O aparecimento da democracia é uma curiosa combinação institucional marcada, entre outras coisas, por virtudes públicas, ações coletivas de grupos de interesse, arranjos ideológicos, e muita paciência. Nenhum país ou região do mundo pode reivindicar a exclusiva engenhosidade de ter inventado a democracia na sua totalidade.

Atenienses nos forneceram a fórmula filosófica da democracia – o governo do povo –, organizado sob os fundamentos da Ágora, i.e., da grande assembleia de homens livre – os cidadãos. Os nórdicos, por sua vez, mostraram as virtudes da vida comunitária pautada na coesão tribal e étnica. Já os ingleses apostaram na sabedoria do pluralismo e nas virtudes liberais das instituições – o modelo Westminster. Os norte-americanos possibilitaram a inclusividade por meio da conversão de indivíduos livre em cidadãos, de cidadãos em eleitores que podem, assim, participar amplamente da vida política sob o espírito republicano e federativo.

As longas veredas da democratização brasileira condicionaram a formação de Estado nacional superior à sociedade. Aquele subordinando, disciplinando e dominando a dinâmica da morfologia social organicamente desigual e hierárquica. Esta relação assimétrica entre Estado e sociedade é um dos indicadores para se entender um pouco do drama social brasileiro. Nesse sentido, podemos entender a democracia brasileira como é um somatório marcado pela democratização de longo prazo, ainda incompleta.

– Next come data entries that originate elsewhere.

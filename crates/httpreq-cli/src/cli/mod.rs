//! CLI for httpreq: one subcommand per HTTP verb.

mod commands;

use anyhow::{Context, Result};
use clap::{Args, Parser, Subcommand};
use httpreq_core::{config, CurlTransport, Method, Request};
use std::path::PathBuf;
use std::time::Duration;

use commands::{run_download, run_read};

/// Top-level CLI for httpreq.
#[derive(Debug, Parser)]
#[command(name = "httpreq")]
#[command(about = "httpreq: send one HTTP request, print or save the response", long_about = None)]
pub struct Cli {
    #[command(subcommand)]
    pub command: CliCommand,
}

#[derive(Debug, Subcommand)]
pub enum CliCommand {
    /// Send a GET request.
    Get {
        #[command(flatten)]
        target: Target,
    },

    /// Send a POST request with a body.
    Post {
        #[command(flatten)]
        target: Target,
        /// Request body, sent as-is.
        #[arg(long, default_value = "")]
        data: String,
    },

    /// Send a PUT request with a body.
    Put {
        #[command(flatten)]
        target: Target,
        /// Request body, sent as-is.
        #[arg(long, default_value = "")]
        data: String,
    },

    /// Send a PATCH request with a body.
    Patch {
        #[command(flatten)]
        target: Target,
        /// Request body, sent as-is.
        #[arg(long, default_value = "")]
        data: String,
    },

    /// Send a DELETE request.
    Delete {
        #[command(flatten)]
        target: Target,
    },
}

/// Options shared by every verb.
#[derive(Debug, Args)]
pub struct Target {
    /// Absolute http(s) URL.
    pub url: String,

    /// Save the response body to this file instead of printing it.
    #[arg(short, long, value_name = "PATH")]
    pub output: Option<PathBuf>,

    /// Send `Authorization: token <TOKEN>`. Wins over --user/--password.
    #[arg(long)]
    pub token: Option<String>,

    /// Basic auth username.
    #[arg(long, requires = "password")]
    pub user: Option<String>,

    /// Basic auth password.
    #[arg(long, requires = "user")]
    pub password: Option<String>,

    /// Override the request Content-Type.
    #[arg(long)]
    pub content_type: Option<String>,

    /// Connect and read timeout in milliseconds (default from config).
    #[arg(long, value_name = "MS")]
    pub timeout: Option<u64>,
}

impl Target {
    /// Command-line options override config defaults.
    fn apply(&self, request: &mut Request) {
        // Credentials on the command line replace any from the config file.
        if self.token.is_some() || self.user.is_some() {
            request.clear_authentication();
        }
        if let (Some(user), Some(pass)) = (&self.user, &self.password) {
            request.set_basic_auth(user.clone(), pass.clone());
        }
        if let Some(token) = &self.token {
            request.set_token(token.clone());
        }
        if let Some(ct) = &self.content_type {
            request.set_content_type(ct.clone());
        }
        if let Some(ms) = self.timeout {
            request.set_timeout(Duration::from_millis(ms));
        }
    }
}

impl CliCommand {
    pub fn into_parts(self) -> (Method, Target, Option<String>) {
        match self {
            CliCommand::Get { target } => (Method::Get, target, None),
            CliCommand::Post { target, data } => (Method::Post, target, Some(data)),
            CliCommand::Put { target, data } => (Method::Put, target, Some(data)),
            CliCommand::Patch { target, data } => (Method::Patch, target, Some(data)),
            CliCommand::Delete { target } => (Method::Delete, target, None),
        }
    }

    pub fn run_from_args() -> Result<()> {
        let cli = Cli::parse();
        let cfg = config::load_or_init()?;
        tracing::debug!(timeout_ms = cfg.timeout_ms, "loaded config");

        let (method, target, data) = cli.command.into_parts();
        let mut request = Request::with_transport(method, &target.url, data, CurlTransport)
            .with_context(|| format!("{} {}", method, target.url))?;
        request.apply_config(&cfg);
        target.apply(&mut request);

        match &target.output {
            Some(path) => run_download(&mut request, path)?,
            None => run_read(&mut request)?,
        }

        Ok(())
    }
}

#[cfg(test)]
mod tests;
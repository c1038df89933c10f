use super::{Request, READ_BUFFER_SIZE};
use crate::error::Result;
use crate::transport::Transport;
use std::fs;
use std::io::BufWriter;
use std::path::Path;

impl<T: Transport> Request<T> {
    /// Performs the request and streams the response body into `destination`.
    ///
    /// Missing parent directories are created. The body goes to a temp file
    /// next to `destination`, which replaces any existing file only once the
    /// transfer succeeded; on failure the temp file is removed and an existing
    /// destination is left as it was.
    pub fn download(&mut self, destination: impl AsRef<Path>) -> Result<()> {
        let destination = destination.as_ref();
        let parent = match destination.parent() {
            Some(p) if !p.as_os_str().is_empty() => p,
            _ => Path::new("."),
        };
        fs::create_dir_all(parent)?;

        let temp = tempfile::NamedTempFile::new_in(parent)?;
        let writer = self.transfer(BufWriter::with_capacity(READ_BUFFER_SIZE, temp))?;
        let temp = writer.into_inner().map_err(|e| e.into_error())?;
        temp.as_file().sync_all()?;
        temp.persist(destination).map_err(|e| e.error)?;

        tracing::debug!("downloaded {} to {}", self.url, destination.display());
        Ok(())
    }
}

A democratização do Executivo é a mais antiga. Está ligada à própria formação do Estado nacional no século XIX. Esta democratização do poder Executivo diz respeito à prestação de contas e à responsividade de seus atos. Em linhas gerais, os mecanismos de transparência e compliance acompanham parte da estrutura de governabilidade, pois do contrário o chefe de governo pode incorrer em crimes de responsabilidade administrativa (o que pode redundar em impeachment). Infelizmente, esta não é a regra geral no Brasil que tem ilhas de excelente administrativa e zonas cinzentas de práticas clientelistas na estrutura do Estado.

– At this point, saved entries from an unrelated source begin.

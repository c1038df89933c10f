//! Transport seam between `Request` and the HTTP stack.
//!
//! A transport performs exactly one HTTP exchange per `execute` call and
//! pushes the response into a `ResponseSink`: the head once, as soon as the
//! final status line and headers are in, then the body chunk by chunk.

mod easy;
mod parse;

pub use easy::CurlTransport;

use crate::error::TransferError;
use crate::method::Method;
use std::time::Duration;
use url::Url;

/// Everything a transport needs to put one request on the wire.
#[derive(Debug, Clone)]
pub struct Outgoing<'a> {
    pub method: Method,
    pub url: &'a Url,
    /// Extra request headers (`Authorization`, `Content-Type`).
    pub headers: Vec<(&'static str, String)>,
    pub body: Option<&'a [u8]>,
    /// Applied to the connect phase and, separately, to the read phase.
    pub timeout: Duration,
    /// Receive buffer size.
    pub buffer_size: usize,
}

/// Status line and the headers `Request` cares about.
#[derive(Debug, Clone, PartialEq, Eq)]
pub struct ResponseHead {
    pub code: u32,
    /// Reason phrase of the status line, if the server sent one.
    pub message: Option<String>,
    /// `Content-Length`, when present and valid.
    pub content_length: Option<u64>,
}

/// Receives a response as it arrives.
///
/// `on_head` is called at most once and always before the first `on_data`.
/// When either method fails the transport aborts and returns that error.
pub trait ResponseSink {
    fn on_head(&mut self, head: ResponseHead) -> Result<(), TransferError>;
    fn on_data(&mut self, chunk: &[u8]) -> Result<(), TransferError>;
}

/// Performs one blocking HTTP exchange.
pub trait Transport {
    fn execute(
        &self,
        outgoing: &Outgoing<'_>,
        sink: &mut dyn ResponseSink,
    ) -> Result<(), TransferError>;
}

impl<T: Transport + ?Sized> Transport for &T {
    fn execute(
        &self,
        outgoing: &Outgoing<'_>,
        sink: &mut dyn ResponseSink,
    ) -> Result<(), TransferError> {
        (**self).execute(outgoing, sink)
    }
}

Democratização do Legislativo é mais recente, pois vem no bojo da constituição de 1988. A abertura do Legislativo à opinião pública e aos mecanismos de controle – assim conhecidos como e-government – são certificadas nas estruturas intralegislativas como a Mesa Diretora, as Comissões Parlamentares a o Colégio de Líderes. Os mecanismo de controle no Legislativo são eficiente por uma única razão: o jogo parlamentar entre oposição e situação, esquerda e direita, e o escrutínio eleitoral inibem a formação de um espírito corporativo entre os parlamentares

Por fim, o Judiciário representa a última fronteira da democratização. Diferente dos outros poderes da República, o Judiciário passa por uma lenta e contraditória modernização de suas instâncias decisórias. O Judiciário é historicamente um poder oligárquico, onde as práticas do cunhadismo, privilégios corporativistas, proteção de familiares e supersalários são a regra. O poder Judiciário no Brasil, por sua estrutura endógena de reprodução burocrática, engessa a inovação burocrática, porém perpetua as práticas mais privativas e menos transparentes.

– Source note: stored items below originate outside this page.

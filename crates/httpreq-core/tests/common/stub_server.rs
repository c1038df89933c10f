//! Minimal HTTP/1.1 server for integration tests.
//!
//! Serves canned responses per path and records every request it receives
//! (method, path, headers, body) so tests can verify what went on the wire.

use std::collections::HashMap;
use std::io::{Read, Write};
use std::net::{TcpListener, TcpStream};
use std::sync::{Arc, Mutex};
use std::thread;
use std::time::Duration;

#[derive(Debug, Clone)]
pub struct StubResponse {
    pub status: u32,
    pub reason: &'static str,
    pub body: Vec<u8>,
    /// If false, no `Content-Length` is sent and the body ends at connection close.
    pub send_length: bool,
    /// Stall this long after reading the request, before answering.
    pub delay: Option<Duration>,
}

impl StubResponse {
    pub fn new(status: u32, reason: &'static str, body: impl Into<Vec<u8>>) -> Self {
        Self {
            status,
            reason,
            body: body.into(),
            send_length: true,
            delay: None,
        }
    }

    pub fn ok(body: impl Into<Vec<u8>>) -> Self {
        Self::new(200, "OK", body)
    }

    pub fn without_length(mut self) -> Self {
        self.send_length = false;
        self
    }

    pub fn with_delay(mut self, delay: Duration) -> Self {
        self.delay = Some(delay);
        self
    }
}

#[derive(Debug, Clone)]
pub struct RecordedRequest {
    pub method: String,
    pub path: String,
    pub headers: Vec<(String, String)>,
    pub body: Vec<u8>,
}

impl RecordedRequest {
    pub fn header(&self, name: &str) -> Option<&str> {
        self.headers
            .iter()
            .find(|(n, _)| n.eq_ignore_ascii_case(name))
            .map(|(_, v)| v.as_str())
    }
}

pub struct StubServer {
    base: String,
    requests: Arc<Mutex<Vec<RecordedRequest>>>,
}

impl StubServer {
    /// URL for `path` on this server (path starts with '/').
    pub fn url(&self, path: &str) -> String {
        format!("{}{}", self.base, path)
    }

    pub fn requests(&self) -> Vec<RecordedRequest> {
        self.requests.lock().unwrap().clone()
    }

    pub fn requests_to(&self, path: &str) -> Vec<RecordedRequest> {
        self.requests()
            .into_iter()
            .filter(|r| r.path == path)
            .collect()
    }
}

/// Starts a server in a background thread. Unknown paths get 404.
/// The server runs until the process exits.
pub fn start(routes: Vec<(&str, StubResponse)>) -> StubServer {
    let listener = TcpListener::bind("127.0.0.1:0").expect("bind");
    let port = listener.local_addr().unwrap().port();
    let routes: Arc<HashMap<String, StubResponse>> = Arc::new(
        routes
            .into_iter()
            .map(|(p, r)| (p.to_string(), r))
            .collect(),
    );
    let requests = Arc::new(Mutex::new(Vec::new()));
    let recorded = Arc::clone(&requests);
    thread::spawn(move || {
        for stream in listener.incoming().flatten() {
            let routes = Arc::clone(&routes);
            let recorded = Arc::clone(&recorded);
            thread::spawn(move || handle(stream, &routes, &recorded));
        }
    });
    StubServer {
        base: format!("http://127.0.0.1:{}", port),
        requests,
    }
}

fn handle(
    mut stream: TcpStream,
    routes: &HashMap<String, StubResponse>,
    recorded: &Mutex<Vec<RecordedRequest>>,
) {
    let _ = stream.set_read_timeout(Some(Duration::from_secs(2)));
    let _ = stream.set_write_timeout(Some(Duration::from_secs(2)));
    let request = match read_request(&mut stream) {
        Some(r) => r,
        None => return,
    };
    let response = routes
        .get(&request.path)
        .cloned()
        .unwrap_or_else(|| StubResponse::new(404, "Not Found", "no such stub"));
    recorded.lock().unwrap().push(request);
    if let Some(delay) = response.delay {
        thread::sleep(delay);
    }

    let length = if response.send_length {
        format!("Content-Length: {}\r\n", response.body.len())
    } else {
        String::new()
    };
    let head = format!(
        "HTTP/1.1 {} {}\r\nContent-Type: text/plain\r\n{}Connection: close\r\n\r\n",
        response.status, response.reason, length
    );
    let _ = stream.write_all(head.as_bytes());
    let _ = stream.write_all(&response.body);
    let _ = stream.flush();
}

fn read_request(stream: &mut TcpStream) -> Option<RecordedRequest> {
    let mut data = Vec::new();
    let mut buf = [0u8; 8192];
    let header_end = loop {
        if let Some(pos) = find(&data, b"\r\n\r\n") {
            break pos + 4;
        }
        let n = stream.read(&mut buf).ok()?;
        if n == 0 {
            return None;
        }
        data.extend_from_slice(&buf[..n]);
    };

    let head = std::str::from_utf8(&data[..header_end]).ok()?.to_string();
    let mut lines = head.lines();
    let mut request_line = lines.next()?.split_whitespace();
    let method = request_line.next()?.to_string();
    let path = request_line.next()?.to_string();
    let headers: Vec<(String, String)> = lines
        .filter_map(|l| l.split_once(':'))
        .map(|(n, v)| (n.trim().to_string(), v.trim().to_string()))
        .collect();

    let content_length = headers
        .iter()
        .find(|(n, _)| n.eq_ignore_ascii_case("content-length"))
        .and_then(|(_, v)| v.parse::<usize>().ok())
        .unwrap_or(0);
    let mut body = data[header_end..].to_vec();
    while body.len() < content_length {
        let n = stream.read(&mut buf).ok()?;
        if n == 0 {
            break;
        }
        body.extend_from_slice(&buf[..n]);
    }

    Some(RecordedRequest {
        method,
        path,
        headers,
        body,
    })
}

fn find(haystack: &[u8], needle: &[u8]) -> Option<usize> {
    haystack.windows(needle.len()).position(|w| w == needle)
}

Por mais que se tenha tentado até hoje, o Judiciário é ainda bastante reticente às mudanças institucionais necessárias para uma redução do gigantismo estatal e maior protagonismo da sociedade e dos outros poderes da República dentro de um sistema de controle mútuo de freios e contrapesos.

As fronteiras da democratização passam necessariamente pelo maior e mais seguro papel da sociedade civil nos mecanismo de controle e participação. Uma cidadania para valer demanda por mais poder popular nas instâncias de poder. Precisamos avançar muitos mais nas fronteiras da democratização do Estado de Direito.